## PROBLEM TO SOLVE
Print out the records precisely, keeping each line identical to its source.

Stored data entries:
>>>>>
//! Employee code formatting
//!
//! An employee code is a 3-letter category prefix followed by a zero-padded
//! sequence of 3 to 6 digits (`PLA005`, `TER1024`).

use std::sync::LazyLock;

use regex::Regex;
use serde::{Deserialize, Serialize};
use thiserror::Error;

/// Shown in the code field while the sequence is being resolved
pub const CODE_PLACEHOLDER: &str = "Generando...";

/// Largest sequence that still fits in 6 digits
pub const MAX_SEQUENCE: u64 = 999_999;

static CODE_RE: LazyLock<Regex> =
    LazyLock::new(|| Regex::new(r"^[A-Z]{3}[0-9]{3,6}$").expect("valid employee code regex"));

/// Employee code errors
#[derive(Debug, Clone, PartialEq, Eq, Error)]
pub enum CodeError {
    #[error("prefix must be exactly 3 uppercase letters, got {0:?}")]
    InvalidPrefix(String),

    #[error("sequence must be positive")]
    ZeroSequence,

    #[error("sequence {0} does not fit in 6 digits")]
    SequenceOverflow(u64),

    #[error("invalid employee code {0:?}")]
    InvalidFormat(String),
}

/// A well-formed employee code
#[derive(Debug, Clone, PartialEq, Eq, Hash, PartialOrd, Ord, Serialize, Deserialize)]
#[serde(try_from = "String", into = "String")]
pub struct EmployeeCode(String);

impl EmployeeCode {
    /// Validate an existing code
    pub fn parse(code: &str) -> Result<Self, CodeError> {
        if is_valid_code(code) {
            Ok(Self(code.to_string()))
        } else {
            Err(CodeError::InvalidFormat(code.to_string()))
        }
    }

    pub fn prefix(&self) -> &str {
        &self.0[..3]
    }

    pub fn sequence(&self) -> u64 {
        // digits were checked by the regex
        self.0[3..].parse().unwrap_or_default()
    }

    pub fn as_str(&self) -> &str {
        &self.0
    }
}

impl TryFrom<String> for EmployeeCode {
    type Error = CodeError;

    fn try_from(value: String) -> Result<Self, Self::Error> {
        Self::parse(&value)
    }
}

impl From<EmployeeCode> for String {
    fn from(code: EmployeeCode) -> Self {
        code.0
    }
}

impl std::fmt::Display for EmployeeCode {
    fn fmt(&self, f: &mut std::fmt::Formatter<'_>) -> std::fmt::Result {
        f.write_str(&self.0)
    }
}

/// Whether `code` matches `^[A-Z]{3}[0-9]{3,6}$`
pub fn is_valid_code(code: &str) -> bool {
    CODE_RE.is_match(code)
}

/// Build a code from a category prefix and a sequence number.
///
/// The sequence is zero-padded to 3 digits and grows up to 6; anything
/// larger is rejected rather than truncated.
pub fn format_code(prefix: &str, sequence: u64) -> Result<EmployeeCode, CodeError> {
    if prefix.len() != 3 || !prefix.bytes().all(|b| b.is_ascii_uppercase()) {
        return Err(CodeError::InvalidPrefix(prefix.to_string()));
    }
    if sequence == 0 {
        return Err(CodeError::ZeroSequence);
    }
    if sequence > MAX_SEQUENCE {
        return Err(CodeError::SequenceOverflow(sequence));
    }
    Ok(EmployeeCode(format!("{prefix}{sequence:03}")))
}

/// Trailing digits of any code-like string (`"PLA012"` -> 12)
pub fn trailing_sequence(code: &str) -> Option<u64> {
    let digits_at = code
        .char_indices()
        .rev()
        .take_while(|(_, c)| c.is_ascii_digit())
        .last()
        .map(|(i, _)| i)?;
    code[digits_at..].parse().ok()
}

#[cfg(test)]
mod tests {
    use super::*;

    #[test]
    fn test_format_pads_to_three_digits() {
        assert_eq!(format_code("PLA", 5).unwrap().as_str(), "PLA005");
        assert_eq!(format_code("TER", 42).unwrap().as_str(), "TER042");
        assert_eq!(format_code("ADM", 999).unwrap().as_str(), "ADM999");
    }

    #[test]
    fn test_format_grows_past_three_digits() {
        assert_eq!(format_code("OPE", 1000).unwrap().as_str(), "OPE1000");
        assert_eq!(format_code("SER", MAX_SEQUENCE).unwrap().as_str(), "SER999999");
    }

    #[test]
    fn test_format_rejects_seven_digits() {
        assert_eq!(
            format_code("PLA", 1_000_000),
            Err(CodeError::SequenceOverflow(1_000_000))
        );
        assert!(format_code("PLA", u64::MAX).is_err());
    }

    #[test]
    fn test_format_rejects_bad_prefix_and_zero() {
        assert!(matches!(format_code("pla", 1), Err(CodeError::InvalidPrefix(_))));
        assert!(matches!(format_code("PL", 1), Err(CodeError::InvalidPrefix(_))));
        assert!(matches!(format_code("PLAN", 1), Err(CodeError::InvalidPrefix(_))));
        assert!(matches!(format_code("PÑA", 1), Err(CodeError::InvalidPrefix(_))));
        assert_eq!(format_code("PLA", 0), Err(CodeError::ZeroSequence));
    }

    #[test]
    fn test_formatted_codes_always_match_regex() {
        let samples = (1..=2_000).chain([9_999, 10_000, 99_999, 100_000, 500_000, MAX_SEQUENCE]);
        for s in samples {
            let code = format_code("TER", s).unwrap();
            assert!(is_valid_code(code.as_str()), "{code} should be valid");
            assert_eq!(code.sequence(), s);
            assert_eq!(code.prefix(), "TER");
        }
    }

    #[test]
    fn test_parse() {
        assert!(EmployeeCode::parse("PLA005").is_ok());
        assert!(EmployeeCode::parse("PLA05").is_err());
        assert!(EmployeeCode::parse("PLA0000001").is_err());
        assert!(EmployeeCode::parse(CODE_PLACEHOLDER).is_err());
        assert!(EmployeeCode::parse("pla005").is_err());
    }

    #[test]
    fn test_trailing_sequence() {
        assert_eq!(trailing_sequence("PLA012"), Some(12));
        assert_eq!(trailing_sequence("X-7"), Some(7));
        assert_eq!(trailing_sequence("ADM"), None);
        assert_eq!(trailing_sequence(""), None);
    }
}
<<<<<
## TASK ANSWER
//! Employee code formatting
//!
//! An employee code is a 3-letter category prefix followed by a zero-padded
//! sequence of 3 to 6 digits (`PLA005`, `TER1024`).

use std::sync::LazyLock;

use regex::Regex;
use serde::{Deserialize, Serialize};
use thiserror::Error;

/// Shown in the code field while the sequence is being resolved
pub const CODE_PLACEHOLDER: &str = "Generando...";

/// Largest sequence that still fits in 6 digits
pub const MAX_SEQUENCE: u64 = 999_999;

static CODE_RE: LazyLock<Regex> =
    LazyLock::new(|| Regex::new(r"^[A-Z]{3}[0-9]{3,6}$").expect("valid employee code regex"));

/// Employee code errors
#[derive(Debug, Clone, PartialEq, Eq, Error)]
pub enum CodeError {
    #[error("prefix must be exactly 3 uppercase letters, got {0:?}")]
    InvalidPrefix(String),

    #[error("sequence must be positive")]
    ZeroSequence,

    #[error("sequence {0} does not fit in 6 digits")]
    SequenceOverflow(u64),

    #[error("invalid employee code {0:?}")]
    InvalidFormat(String),
}

/// A well-formed employee code
#[derive(Debug, Clone, PartialEq, Eq, Hash, PartialOrd, Ord, Serialize, Deserialize)]
#[serde(try_from = "String", into = "String")]
pub struct EmployeeCode(String);

impl EmployeeCode {
    /// Validate an existing code
    pub fn parse(code: &str) -> Result<Self, CodeError> {
        if is_valid_code(code) {
            Ok(Self(code.to_string()))
        } else {
            Err(CodeError::InvalidFormat(code.to_string()))
        }
    }

    pub fn prefix(&self) -> &str {
        &self.0[..3]
    }

    pub fn sequence(&self) -> u64 {
        // digits were checked by the regex
        self.0[3..].parse().unwrap_or_default()
    }

    pub fn as_str(&self) -> &str {
        &self.0
    }
}

impl TryFrom<String> for EmployeeCode {
    type Error = CodeError;

    fn try_from(value: String) -> Result<Self, Self::Error> {
        Self::parse(&value)
    }
}

impl From<EmployeeCode> for String {
    fn from(code: EmployeeCode) -> Self {
        code.0
    }
}

impl std::fmt::Display for EmployeeCode {
    fn fmt(&self, f: &mut std::fmt::Formatter<'_>) -> std::fmt::Result {
        f.write_str(&self.0)
    }
}

/// Whether `code` matches `^[A-Z]{3}[0-9]{3,6}$`
pub fn is_valid_code(code: &str) -> bool {
    CODE_RE.is_match(code)
}

/// Build a code from a category prefix and a sequence number.
///
/// The sequence is zero-padded to 3 digits and grows up to 6; anything
/// larger is rejected rather than truncated.
pub fn format_code(prefix: &str, sequence: u64) -> Result<EmployeeCode, CodeError> {
    if prefix.len() != 3 || !prefix.bytes().all(|b| b.is_ascii_uppercase()) {
        return Err(CodeError::InvalidPrefix(prefix.to_string()));
    }
    if sequence == 0 {
        return Err(CodeError::ZeroSequence);
    }
    if sequence > MAX_SEQUENCE {
        return Err(CodeError::SequenceOverflow(sequence));
    }
    Ok(EmployeeCode(format!("{prefix}{sequence:03}")))
}

/// Trailing digits of any code-like string (`"PLA012"` -> 12)
pub fn trailing_sequence(code: &str) -> Option<u64> {
    let digits_at = code
        .char_indices()
        .rev()
        .take_while(|(_, c)| c.is_ascii_digit())
        .last()
        .map(|(i, _)| i)?;
    code[digits_at..].parse().ok()
}

#[cfg(test)]
mod tests {
    use super::*;

    #[test]
    fn test_format_pads_to_three_digits() {
        assert_eq!(format_code("PLA", 5).unwrap().as_str(), "PLA005");
        assert_eq!(format_code("TER", 42).unwrap().as_str(), "TER042");
        assert_eq!(format_code("ADM", 999).unwrap().as_str(), "ADM999");
    }

    #[test]
    fn test_format_grows_past_three_digits() {
        assert_eq!(format_code("OPE", 1000).unwrap().as_str(), "OPE1000");
        assert_eq!(format_code("SER", MAX_SEQUENCE).unwrap().as_str(), "SER999999");
    }

    #[test]
    fn test_format_rejects_seven_digits() {
        assert_eq!(
            format_code("PLA", 1_000_000),
            Err(CodeError::SequenceOverflow(1_000_000))
        );
        assert!(format_code("PLA", u64::MAX).is_err());
    }

    #[test]
    fn test_format_rejects_bad_prefix_and_zero() {
        assert!(matches!(format_code("pla", 1), Err(CodeError::InvalidPrefix(_))));
        assert!(matches!(format_code("PL", 1), Err(CodeError::InvalidPrefix(_))));
        assert!(matches!(format_code("PLAN", 1), Err(CodeError::InvalidPrefix(_))));
        assert!(matches!(format_code("PÑA", 1), Err(CodeError::InvalidPrefix(_))));
        assert_eq!(format_code("PLA", 0), Err(CodeError::ZeroSequence));
    }

    #[test]
    fn test_formatted_codes_always_match_regex() {
        let samples = (1..=2_000).chain([9_999, 10_000, 99_999, 100_000, 500_000, MAX_SEQUENCE]);
        for s in samples {
            let code = format_code("TER", s).unwrap();
            assert!(is_valid_code(code.as_str()), "{code} should be valid");
            assert_eq!(code.sequence(), s);
            assert_eq!(code.prefix(), "TER");
        }
    }

    #[test]
    fn test_parse() {
        assert!(EmployeeCode::parse("PLA005").is_ok());
        assert!(EmployeeCode::parse("PLA05").is_err());
        assert!(EmployeeCode::parse("PLA0000001").is_err());
        assert!(EmployeeCode::parse(CODE_PLACEHOLDER).is_err());
        assert!(EmployeeCode::parse("pla005").is_err());
    }

    #[test]
    fn test_trailing_sequence() {
        assert_eq!(trailing_sequence("PLA012"), Some(12));
        assert_eq!(trailing_sequence("X-7"), Some(7));
        assert_eq!(trailing_sequence("ADM"), None);
        assert_eq!(trailing_sequence(""), None);
    }
}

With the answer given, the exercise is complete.